Wir mussten erst einmal realisieren, in welche Rollen wir durch unsere Elternschaft gerutscht waren. Ich vertrat als Mama relativ dominant meine Meinung zu allen Themen, die die Kinder betrafen. Schließlich hatte ich durch die viele Zeit mit ihnen die meisten Erfahrungen gesammelt und wusste einfach, was funktionierte und was eben nicht. Mein Mann hatte auch viele gute Ideen und wir diskutierten auch Manches aus, aber in der Alltagspraxis war meistens ich diejenige, die die guten Ideen realisierte und daher auch entschied auf welche Art und Weise. 
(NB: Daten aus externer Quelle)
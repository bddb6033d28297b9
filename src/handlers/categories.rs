use std::collections::HashMap;

use actix_web::{web, HttpResponse};
use serde::Serialize;

use crate::auth::AdminUser;
use crate::db::models::{Category, NewCategory, UpdateCategory};
use crate::db::repository;
use crate::error::{self, ApiError};
use crate::validate::{normalize_optional, normalize_patch, FieldChecks};
use crate::AppState;

#[derive(Debug, Serialize)]
#[serde(rename_all = "camelCase")]
pub struct CategoryTree {
    #[serde(flatten)]
    pub category: Category,
    pub parent: Option<Category>,
    pub children: Vec<Category>,
}

/// Single grouping pass over the flat list. Only direct children are
/// embedded; the schema permits deeper nesting but the site renders one
/// level, so deeper descendants are simply not expanded here.
pub fn build_tree(categories: Vec<Category>) -> Vec<CategoryTree> {
    let by_id: HashMap<i32, Category> = categories.iter().map(|c| (c.id, c.clone())).collect();
    let mut children_of: HashMap<i32, Vec<Category>> = HashMap::new();
    for category in &categories {
        if let Some(parent_id) = category.parent_id {
            children_of
                .entry(parent_id)
                .or_default()
                .push(category.clone());
        }
    }
    categories
        .into_iter()
        .map(|category| {
            let parent = category
                .parent_id
                .and_then(|parent_id| by_id.get(&parent_id).cloned());
            let children = children_of.get(&category.id).cloned().unwrap_or_default();
            CategoryTree {
                category,
                parent,
                children,
            }
        })
        .collect()
}

pub async fn list(data: web::Data<AppState>) -> Result<HttpResponse, ApiError> {
    let conn = &mut data.pool.get()?;
    let categories = repository::get_all_categories(conn)?;
    Ok(HttpResponse::Ok().json(build_tree(categories)))
}

pub async fn admin_list(
    _admin: AdminUser,
    data: web::Data<AppState>,
) -> Result<HttpResponse, ApiError> {
    list(data).await
}

pub async fn admin_get(
    _admin: AdminUser,
    data: web::Data<AppState>,
    id: web::Path<i32>,
) -> Result<HttpResponse, ApiError> {
    let conn = &mut data.pool.get()?;
    let category = repository::get_category(conn, id.into_inner())
        .map_err(|e| error::not_found("Category", e))?;
    Ok(HttpResponse::Ok().json(category))
}

pub async fn create(
    _admin: AdminUser,
    data: web::Data<AppState>,
    payload: web::Json<NewCategory>,
) -> Result<HttpResponse, ApiError> {
    let mut new_category = payload.into_inner();
    new_category.description = normalize_optional(new_category.description);
    new_category.image = normalize_optional(new_category.image);

    let mut checks = FieldChecks::new();
    checks
        .require("name", &new_category.name)
        .url_or_path("image", new_category.image.as_deref());
    if let Some(parent_id) = new_category.parent_id {
        checks.require_id("parentId", parent_id);
    }
    checks.finish()?;

    let conn = &mut data.pool.get()?;
    let category = repository::create_category(conn, new_category)?;
    Ok(HttpResponse::Created().json(category))
}

pub async fn update(
    _admin: AdminUser,
    data: web::Data<AppState>,
    id: web::Path<i32>,
    payload: web::Json<UpdateCategory>,
) -> Result<HttpResponse, ApiError> {
    let category_id = id.into_inner();
    let mut patch = payload.into_inner();
    patch.description = normalize_patch(patch.description);
    patch.image = normalize_patch(patch.image);

    let mut checks = FieldChecks::new();
    if let Some(name) = &patch.name {
        checks.require("name", name);
    }
    if let Some(Some(image)) = &patch.image {
        checks.url_or_path("image", Some(image));
    }
    // Single-hop loop prevention only; multi-hop cycles (A -> B -> A) are a
    // known gap and are not checked.
    if patch.parent_id == Some(Some(category_id)) {
        checks.fail("parentId", "Category cannot be its own parent");
    }
    checks.finish()?;

    let conn = &mut data.pool.get()?;
    let category = repository::update_category(conn, category_id, patch)
        .map_err(|e| error::not_found("Category", e))?;
    Ok(HttpResponse::Ok().json(category))
}

/// Referential guard: a category still referenced by products or
/// subcategories cannot be deleted. The count checks and the delete are not
/// wrapped in a transaction, so a concurrent insert can race past the guard.
pub async fn delete(
    _admin: AdminUser,
    data: web::Data<AppState>,
    id: web::Path<i32>,
) -> Result<HttpResponse, ApiError> {
    let category_id = id.into_inner();
    let conn = &mut data.pool.get()?;
    if repository::count_products_in_category(conn, category_id)? > 0 {
        return Err(ApiError::BadRequest(
            "Cannot delete category with products".to_string(),
        ));
    }
    if repository::count_child_categories(conn, category_id)? > 0 {
        return Err(ApiError::BadRequest(
            "Cannot delete category with subcategories".to_string(),
        ));
    }
    let deleted = repository::delete_category(conn, category_id)?;
    if deleted == 0 {
        return Err(ApiError::NotFound("Category not found".to_string()));
    }
    Ok(HttpResponse::NoContent().finish())
}

#[cfg(test)]
mod tests {
    use super::*;
    use chrono::Utc;

    fn category(id: i32, name: &str, parent_id: Option<i32>) -> Category {
        let now = Utc::now().naive_utc();
        Category {
            id,
            name: name.to_string(),
            description: None,
            image: None,
            parent_id,
            created_at: now,
            updated_at: now,
        }
    }

    #[test]
    fn tree_embeds_parent_and_direct_children() {
        let tree = build_tree(vec![
            category(1, "Pumps", None),
            category(2, "Centrifugal", Some(1)),
            category(3, "Submersible", Some(1)),
        ]);
        let root = tree.iter().find(|t| t.category.id == 1).unwrap();
        assert!(root.parent.is_none());
        let mut child_ids: Vec<i32> = root.children.iter().map(|c| c.id).collect();
        child_ids.sort_unstable();
        assert_eq!(child_ids, vec![2, 3]);

        let child = tree.iter().find(|t| t.category.id == 2).unwrap();
        assert_eq!(child.parent.as_ref().map(|p| p.id), Some(1));
        assert!(child.children.is_empty());
    }

    #[test]
    fn tree_stops_at_one_level_of_children() {
        let tree = build_tree(vec![
            category(1, "Tools", None),
            category(2, "Power Tools", Some(1)),
            category(3, "Drills", Some(2)),
        ]);
        let root = tree.iter().find(|t| t.category.id == 1).unwrap();
        // the grandchild hangs off its own parent entry, not the root's
        assert_eq!(root.children.len(), 1);
        assert_eq!(root.children[0].id, 2);
        let mid = tree.iter().find(|t| t.category.id == 2).unwrap();
        assert_eq!(mid.children.len(), 1);
        assert_eq!(mid.children[0].id, 3);
    }

    #[test]
    fn dangling_parent_reference_is_dropped() {
        let tree = build_tree(vec![category(5, "Orphan", Some(99))]);
        assert!(tree[0].parent.is_none());
    }
}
Schritt 2: Gleichberechtigung von Ideen und Erziehungsansätzen

Ich als Frau/Mama wollte und musste lernen, dass mein Mann die Dinge, die unsere Kinder betreffen mindestens genauso gut macht und kann wie ich. Er macht sie anders und das ist gut so. Also halte ich mich raus, wenn er den Rucksack für den Ausflug packt und diktiere ihm nicht meine Packliste. Ich halte mich auch raus, wenn er mit den Kindern überlegt, was sie machen wollen und gebe nicht meine ach so guten Ideen weiter. Mein Mann braucht genau wie ich Zeit, um Erfahrungen mit den Kindern, dem ganzen Care-Kram, der Haus- und Gartenarbeit zu sammeln. Das ist für uns alle wichtig. Mir gibt es Freiraum, ihm mehr Aufgaben und die Kids profitieren von seiner anderen, oft entspannteren Art. Sie fragen auch nicht mehr immer mich um Rat, sondern auch ihn. Es macht also NUR SINN, dass wir uns anders aufteilen. Zeitmäßig und auch aufgabenmäßig.

 

Schritt 3: Abgeben lernen

Mein nächster Lernschritt war das Abgeben zu lernen. Ich bin immernoch der festen Überzeugung, dass ich das was ich mache, ziemlich gut mache und ich gebe nicht so gerne Aufgaben ab. Was die Kinder und all die Care-Arbeit betrifft, war das einfach auch eine lange Zeit mein Job. Unbezahlt und oft ungesehen, aber dann wollte ich ihn wenigstens gut machen. Ja und jetzt abgeben? Hm, gar nicht so einfach. Ich merke plötzlich, dass ein Stück von meinem Selbstwert an manchen Aufgaben hängt. Wie verrückt. Als ob es mich zur besseren Hannah macht, dass mein Kind eine selbstgenähte Schultüte hat oder dass ich auch wirklich alles von den langen Listen für Kita- und Schulstart rechtzeitig besorgt habe. Ich habe einen hohen Anspruch an mich und der wird leider durch den Vergleich mit anderen nicht gerade kleiner. Da ist dieses latente Konkurrenzding unter Müttern – oder unter Eltern? Die schönste Schultüte, das pastellfarbenste Zuhause, die bravsten oder selbstbewusstesten Kinder, … Die Liste ließe sich locker noch eine Weile fortführen. Aber das wäre ein neues Thema. Ich realisierte jedenfalls, dass mir das Abgeben aus verschiedenen Gründen gar nicht so leicht fiel, wie ich dachte.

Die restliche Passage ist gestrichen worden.